IN RE: MOTOR LIQUIDATION COMPANY, ET AL., F/K/A GENERAL MOTORS CORP., ET AL.
DEBTORS,
DALE R. SPIRNAK, APPELLANT,
v.
MOTORS LIQUIDATION COMPANY GUC TRUST, APPELLEE.



The opinion of the court was delivered by: Denise Cote, District Judge

OPINION & ORDER

Pro se appellant Dale R. Spirnak ("Spirnak") appeals from a September 6, 2011 order of the United States Bankruptcy Court for the Southern District of New York, the "Supplemental Order Granting Debtors' 147th Omnibus Objection to Claims" (the "Supplemental Order"). The Supplemental Order disallowed and reclassified as an equity interest a proof of claim that Spirnak filed in the liquidation proceedings of Motors Liquidation Company ("MLC") (f/k/a General Motors Corp. ("GM")) and its affiliated debtors (the "Debtors"). For the following reasons, the Supplemental Order is affirmed.

BACKGROUND

The following facts, which are undisputed unless otherwise indicated, are taken from the parties' briefs and the record on appeal. Only those facts relevant to the issues on appeal are discussed below.
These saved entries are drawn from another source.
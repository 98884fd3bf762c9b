//! Reassembly of the longest contiguous payload prefix

use crate::domain::SequenceNumber;
use crate::recovery::SequenceMap;

/// Lowest key followed by every consecutive key that is present
fn contiguous_run(parts: &SequenceMap) -> impl Iterator<Item = (&SequenceNumber, &Vec<u8>)> {
    let mut expected = parts.keys().next().copied();
    parts.iter().take_while(move |(seq, _)| {
        if expected != Some(**seq) {
            return false;
        }
        expected = seq.next();
        true
    })
}

/// Concatenate payloads from the lowest sequence up to the first gap
///
/// Frames after the first gap are dropped even when present. An empty map
/// yields an empty buffer.
pub fn assemble(parts: &SequenceMap) -> Vec<u8> {
    let mut out = Vec::with_capacity(parts.values().map(Vec::len).sum());
    for (_, payload) in contiguous_run(parts) {
        out.extend_from_slice(payload);
    }
    out
}

/// First missing sequence that truncates the assembled output
///
/// `None` when the received sequences are contiguous, including the empty
/// map. A gap is only reported if some frame beyond it was received and
/// therefore lost from the output.
pub fn first_gap(parts: &SequenceMap) -> Option<SequenceNumber> {
    let (last_run, _) = contiguous_run(parts).last()?;
    let (highest, _) = parts.last_key_value()?;
    if last_run == highest {
        None
    } else {
        last_run.next()
    }
}

#[cfg(test)]
mod tests {
    use super::*;

    fn map(entries: &[(u64, &[u8])]) -> SequenceMap {
        entries
            .iter()
            .map(|(seq, bytes)| (SequenceNumber::new(*seq), bytes.to_vec()))
            .collect()
    }

    #[test]
    fn test_first_gap_contiguous() {
        assert_eq!(first_gap(&map(&[(0, b"a"), (1, b"b")])), None);
        assert_eq!(first_gap(&SequenceMap::new()), None);
    }

    #[test]
    fn test_first_gap_reports_hole() {
        let parts = map(&[(0, b"a"), (1, b"b"), (3, b"d"), (5, b"f")]);
        assert_eq!(first_gap(&parts), Some(SequenceNumber::new(2)));
    }

    #[test]
    fn test_assemble_starts_at_lowest_present() {
        let parts = map(&[(4, b"xy"), (5, b"z"), (7, b"q")]);
        assert_eq!(assemble(&parts), b"xyz".to_vec());
    }
}
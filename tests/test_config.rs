//! Integration tests for encode options and their command-line surface

use courier::config::{EncodeOptions, DEFAULT_FRAME_SIZE, DEFAULT_GROUP_SIZE, MAX_FRAME_SIZE};
use courier::{build_cli, CourierError};

fn encode_matches(args: &[&str]) -> clap::ArgMatches {
    let mut argv = vec!["courier", "encode"];
    argv.extend_from_slice(args);
    let matches = build_cli().try_get_matches_from(argv).unwrap();
    matches.subcommand_matches("encode").unwrap().clone()
}

#[test]
fn test_default_options() {
    let options = EncodeOptions::default();
    assert_eq!(options.frame_size, DEFAULT_FRAME_SIZE);
    assert_eq!(options.group_size, DEFAULT_GROUP_SIZE);
    assert!(options.parity);
    assert!(options.validate().is_ok());
}

#[test]
fn test_validate_bounds() {
    assert!(EncodeOptions::new(1, 1, true).validate().is_ok());
    assert!(EncodeOptions::new(MAX_FRAME_SIZE, 1, false).validate().is_ok());
    assert!(matches!(
        EncodeOptions::new(0, 1, true).validate(),
        Err(CourierError::InvalidConfig(_))
    ));
    assert!(matches!(
        EncodeOptions::new(MAX_FRAME_SIZE + 1, 1, true).validate(),
        Err(CourierError::InvalidConfig(_))
    ));
    assert!(matches!(
        EncodeOptions::new(64, 0, false).validate(),
        Err(CourierError::InvalidConfig(_))
    ));
}

#[test]
fn test_from_args_defaults() {
    let matches = encode_matches(&["--hex", "00"]);
    assert_eq!(EncodeOptions::from_args(&matches), EncodeOptions::default());
}

#[test]
fn test_from_args_overrides() {
    let matches = encode_matches(&["--hex", "00", "--frame-size", "32", "-g", "4", "--no-parity"]);
    assert_eq!(
        EncodeOptions::from_args(&matches),
        EncodeOptions::new(32, 4, false)
    );
}

#[test]
fn test_from_args_legacy_aliases() {
    let matches = encode_matches(&["--hex", "00", "--size", "16", "--group", "2"]);
    assert_eq!(
        EncodeOptions::from_args(&matches),
        EncodeOptions::new(16, 2, true)
    );
}

#[test]
#[cfg(target_pointer_width = "64")]
fn test_from_args_huge_group_size() {
    let matches = encode_matches(&["--hex", "00", "--group-size", "1000000000000"]);
    let options = EncodeOptions::from_args(&matches);
    assert_eq!(options.group_size, 1_000_000_000_000);
    assert!(options.validate().is_ok());
    assert_eq!(courier::encode("00", &options).unwrap().len(), 2);
}

#[test]
fn test_cli_rejects_out_of_range_sizes() {
    for args in [
        ["courier", "encode", "--frame-size", "0"],
        ["courier", "encode", "--frame-size", "1000"],
        ["courier", "encode", "--group-size", "0"],
    ] {
        assert!(build_cli().try_get_matches_from(args).is_err());
    }
}

#[test]
fn test_cli_subcommand_aliases() {
    let matches = build_cli()
        .try_get_matches_from(["courier", "encode-tx", "--hex", "00"])
        .unwrap();
    assert_eq!(matches.subcommand_name(), Some("encode"));

    let matches = build_cli()
        .try_get_matches_from(["courier", "decode-frames"])
        .unwrap();
    assert_eq!(matches.subcommand_name(), Some("decode"));
}

#[test]
fn test_cli_hex_conflicts_with_input() {
    let result =
        build_cli().try_get_matches_from(["courier", "encode", "--hex", "00", "-i", "tx.hex"]);
    assert!(result.is_err());
}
Spirnak is a retired former employee of GM who invested in a GM-sponsored 401(k) retirement plan. One option in the GM 401(k) plan included investing in GM common stock. Spirnak alleges that by including this option within its 401(k) plan while other investments were excluded and by vouching for the "viability" of GM stock in other unspecified ways, GM represented to him that such an investment was safe. He claims that GM knew these representations to be false, and that the representations led him to invest a significant portion of his 401(k) account in GM common stock.
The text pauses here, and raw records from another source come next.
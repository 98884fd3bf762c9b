//! Decode pipeline: classify lines, recover single losses, assemble
//!
//! [`FrameCollector`] owns the sequence map for one decode. Lines can be fed
//! in any order; malformed lines are counted and dropped.

use crate::assembler::{assemble, first_gap};
use crate::domain::SequenceNumber;
use crate::frame::{parse_frame, Frame, ParityFrame, ParseError};
use crate::recovery::{recover_with_parity, RecoveryOutcome, SequenceMap};
use log::{debug, trace};
use std::fmt;

/// Accumulates parsed frames until [`finish`](FrameCollector::finish)
#[derive(Debug, Default)]
pub struct FrameCollector {
    parts: SequenceMap,
    parities: Vec<ParityFrame>,
    data_frames: usize,
    rejected_lines: usize,
    blank_lines: usize,
}

impl FrameCollector {
    pub fn new() -> Self {
        Self::default()
    }

    /// Parse one line and file the frame it carries
    ///
    /// A later valid data frame for an already seen sequence replaces the
    /// earlier one.
    pub fn push_line(&mut self, line: &str) {
        match parse_frame(line) {
            Ok(frame) => self.push_frame(frame),
            Err(ParseError::Blank) => self.blank_lines += 1,
            Err(err) => {
                debug!("Discarding line: {}", err);
                self.rejected_lines += 1;
            }
        }
    }

    /// File an already parsed frame
    pub fn push_frame(&mut self, frame: Frame) {
        match frame {
            Frame::Data(data) => {
                trace!("Data frame {} ({} bytes)", data.sequence, data.size);
                self.data_frames += 1;
                self.parts.insert(data.sequence, data.payload);
            }
            Frame::Parity(parity) => {
                trace!(
                    "Parity frame {} covering {}..={}",
                    parity.group_index,
                    parity.start_sequence,
                    parity.end_sequence
                );
                self.parities.push(parity);
            }
        }
    }

    /// Run recovery for every parity frame in arrival order, then assemble
    pub fn finish(mut self) -> DecodeReport {
        let mut recovered = Vec::new();
        for parity in &self.parities {
            if let RecoveryOutcome::Recovered(seq) = recover_with_parity(&mut self.parts, parity) {
                recovered.push(seq);
            }
        }
        recovered.sort_unstable();

        let report = DecodeReport {
            payload: assemble(&self.parts),
            data_frames: self.data_frames,
            parity_frames: self.parities.len(),
            rejected_lines: self.rejected_lines,
            blank_lines: self.blank_lines,
            recovered,
            first_gap: first_gap(&self.parts),
        };
        debug!("Decode finished: {}", report);
        report
    }
}

impl<S: AsRef<str>> Extend<S> for FrameCollector {
    fn extend<I: IntoIterator<Item = S>>(&mut self, lines: I) {
        for line in lines {
            self.push_line(line.as_ref());
        }
    }
}

/// Outcome of decoding a set of lines
#[derive(Debug, Clone, PartialEq, Eq)]
pub struct DecodeReport {
    /// Longest contiguous payload from the lowest received sequence
    pub payload: Vec<u8>,
    /// Valid data frames received, duplicates included
    pub data_frames: usize,
    /// Valid parity frames received
    pub parity_frames: usize,
    /// Non-blank lines that failed validation
    pub rejected_lines: usize,
    pub blank_lines: usize,
    /// Sequences rebuilt from parity, ascending
    pub recovered: Vec<SequenceNumber>,
    /// First missing sequence that cut the payload short
    pub first_gap: Option<SequenceNumber>,
}

impl DecodeReport {
    /// True when nothing received was dropped from the payload
    ///
    /// Losses at the very start or end of the payload are indistinguishable
    /// from a shorter payload and still report complete.
    pub fn is_complete(&self) -> bool {
        self.first_gap.is_none()
    }

    pub fn is_empty(&self) -> bool {
        self.payload.is_empty()
    }
}

impl fmt::Display for DecodeReport {
    fn fmt(&self, f: &mut fmt::Formatter<'_>) -> fmt::Result {
        write!(
            f,
            "{} bytes from {} data and {} parity frames, {} rejected, {} recovered",
            self.payload.len(),
            self.data_frames,
            self.parity_frames,
            self.rejected_lines,
            self.recovered.len()
        )?;
        if let Some(gap) = self.first_gap {
            write!(f, ", truncated at sequence {}", gap)?;
        }
        Ok(())
    }
}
On June 1, 2009, MLC filed a petition seeking relief under chapter 11 of the Bankruptcy Code. On November 30, 2009, Spirnak filed a Claim for Equity Interests (the "Spirnak Claim"), asserting an unsecured claim against MLC in the amount of $1,648,995.40 for losses sustained as a result of diminution in the value of the GM common stock in his 401(k) account. On January 25, 2011, the Debtors filed the 147th Omnibus Objection to Claims (the "Omnibus Objection"), seeking to disallow a number of claims and reclassify them as equity interests. The Spirnak Claim was among those claims to which the Debtors objected. Spirnak filed a response to the Omnibus Objection on February 16, 2011 arguing, inter alia, that his claim should not be reclassified as an equity interest due to GM's misrepresentations.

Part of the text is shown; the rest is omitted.